[Stored data entries]
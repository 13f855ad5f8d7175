//! Live view of one or more groups over the realtime connection.

use super::groups::format_message;
use super::Context;
use crate::output::{self, OutputFormat};
use anyhow::{anyhow, Result};
use console_realtime::{ChatMessage, LifecycleCallbacks, RealtimeClient, RealtimeEvent};
use serde_json::json;
use std::sync::Arc;
use tokio::sync::broadcast::error::RecvError;
use tracing::{info, warn};

/// Stream messages of `groups` until Ctrl-C or until reconnecting gives up.
///
/// Reconnect attempts re-read the stored token, so logging in again from
/// another terminal repairs a rejected credential without restarting.
pub async fn watch(ctx: &Context, groups: Vec<String>) -> Result<()> {
    if groups.is_empty() {
        anyhow::bail!("Give at least one group id to watch");
    }

    let store = ctx.token_store();
    let token = store
        .load()?
        .ok_or_else(|| anyhow!("Not logged in. Run 'botconsole login' first"))?;

    let client = RealtimeClient::with_websocket(ctx.realtime_config())?;
    let source = store.clone();
    client
        .set_credential_source(Arc::new(move || source.load().ok().flatten()))
        .await;

    let format = ctx.format;
    for group_id in &groups {
        let group = group_id.clone();
        client
            .subscribe_to_group(group_id, move |message| {
                print_message(&group, message, format)
            })
            .await;
    }

    let events = client.events();
    let callbacks = LifecycleCallbacks::new()
        .on_open(move || print_status("connected", format))
        .on_close(move || print_status("disconnected", format));

    info!(groups = ?groups, endpoint = %client.endpoint(), "Watching groups");
    if format == OutputFormat::Text {
        println!("Watching {} group(s), press Ctrl-C to stop", groups.len());
    }
    client.connect(&token, callbacks).await;

    let ctrl_c = tokio::signal::ctrl_c();

    let result = tokio::select! {
        result = follow_events(events, format) => result,
        _ = ctrl_c => {
            info!("Received shutdown signal, disconnecting...");
            Ok(())
        }
    };

    client.disconnect().await;
    result
}

/// Report reconnect progress; returns once the client gives up.
async fn follow_events(
    mut events: tokio::sync::broadcast::Receiver<RealtimeEvent>,
    format: OutputFormat,
) -> Result<()> {
    loop {
        match events.recv().await {
            Ok(RealtimeEvent::ReconnectScheduled { attempt, delay }) => match format {
                OutputFormat::Text => {
                    println!("  reconnecting in {}s (attempt {})", delay.as_secs(), attempt)
                }
                OutputFormat::Json => output::print_json_line(&json!({
                    "event": "reconnect_scheduled",
                    "attempt": attempt,
                    "delay_ms": delay.as_millis() as u64,
                })),
            },
            Ok(RealtimeEvent::GaveUp { attempts }) => {
                return Err(anyhow!(
                    "Connection lost, gave up after {} reconnect attempts",
                    attempts
                ));
            }
            Ok(_) => {}
            Err(RecvError::Lagged(skipped)) => warn!(skipped, "Missed realtime events"),
            Err(RecvError::Closed) => return Ok(()),
        }
    }
}

fn print_message(group_id: &str, message: &ChatMessage, format: OutputFormat) {
    match format {
        OutputFormat::Text => {
            let time = chrono::Local::now().format("%H:%M:%S");
            println!("{} #{} {}", time, group_id, format_message(message));
        }
        OutputFormat::Json => output::print_json_line(&json!({
            "event": "message",
            "group_id": group_id,
            "message": message,
        })),
    }
}

fn print_status(status: &str, format: OutputFormat) {
    match format {
        OutputFormat::Text => println!("  {}", status),
        OutputFormat::Json => output::print_json_line(&json!({ "event": status })),
    }
}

(Task statement): Copy out every line in the records where the word "reconnecting" is found.

(Result of this task):
/// Stream messages of `groups` until Ctrl-C or until reconnecting gives up.
                    println!("  reconnecting in {}s (attempt {})", delay.as_secs(), attempt)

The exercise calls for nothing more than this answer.